■ **Exercise objective**
All of the records must come back exactly as they were given.

■ **Source data**
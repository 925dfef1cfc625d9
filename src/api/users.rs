use axum::{
    extract::{
        rejection::{JsonRejection, QueryRejection},
        Query, State,
    },
    response::Json,
};
use serde::Deserialize;
use serde_json::{json, Value};

use super::{ApiError, SharedService};
use crate::database::ReviewStore;

#[derive(Debug, Deserialize)]
pub struct SetIsActiveRequest {
    pub user_id: String,
    pub is_active: bool,
}

#[derive(Debug, Deserialize)]
pub struct UserParams {
    pub user_id: Option<String>,
}

pub async fn set_is_active<S: ReviewStore>(
    State(service): State<SharedService<S>>,
    payload: Result<Json<SetIsActiveRequest>, JsonRejection>,
) -> Result<Json<Value>, ApiError> {
    let Json(request) = payload?;
    let member = service
        .set_member_active(&request.user_id, request.is_active)
        .await?;
    Ok(Json(json!({ "user": member })))
}

pub async fn get_review<S: ReviewStore>(
    State(service): State<SharedService<S>>,
    params: Result<Query<UserParams>, QueryRejection>,
) -> Result<Json<Value>, ApiError> {
    let Query(params) = params?;
    let user_id = params
        .user_id
        .filter(|id| !id.is_empty())
        .ok_or_else(|| ApiError::bad_request("user_id is required"))?;

    let pull_requests = service.list_prs_by_reviewer(&user_id).await?;
    Ok(Json(json!({
        "user_id": user_id,
        "pull_requests": pull_requests,
    })))
}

■ **Written solution**
repository 925dfef1cfc625d9
filename src/api/users.rs
use axum::{
    extract::{
        rejection::{JsonRejection, QueryRejection},
        Query, State,
    },
    response::Json,
};
use serde::Deserialize;
use serde_json::{json, Value};

use super::{ApiError, SharedService};
use crate::database::ReviewStore;

#[derive(Debug, Deserialize)]
pub struct SetIsActiveRequest {
    pub user_id: String,
    pub is_active: bool,
}

#[derive(Debug, Deserialize)]
pub struct UserParams {
    pub user_id: Option<String>,
}

pub async fn set_is_active<S: ReviewStore>(
    State(service): State<SharedService<S>>,
    payload: Result<Json<SetIsActiveRequest>, JsonRejection>,
) -> Result<Json<Value>, ApiError> {
    let Json(request) = payload?;
    let member = service
        .set_member_active(&request.user_id, request.is_active)
        .await?;
    Ok(Json(json!({ "user": member })))
}

pub async fn get_review<S: ReviewStore>(
    State(service): State<SharedService<S>>,
    params: Result<Query<UserParams>, QueryRejection>,
) -> Result<Json<Value>, ApiError> {
    let Query(params) = params?;
    let user_id = params
        .user_id
        .filter(|id| !id.is_empty())
        .ok_or_else(|| ApiError::bad_request("user_id is required"))?;

    let pull_requests = service.list_prs_by_reviewer(&user_id).await?;
    Ok(Json(json!({
        "user_id": user_id,
        "pull_requests": pull_requests,
    })))
}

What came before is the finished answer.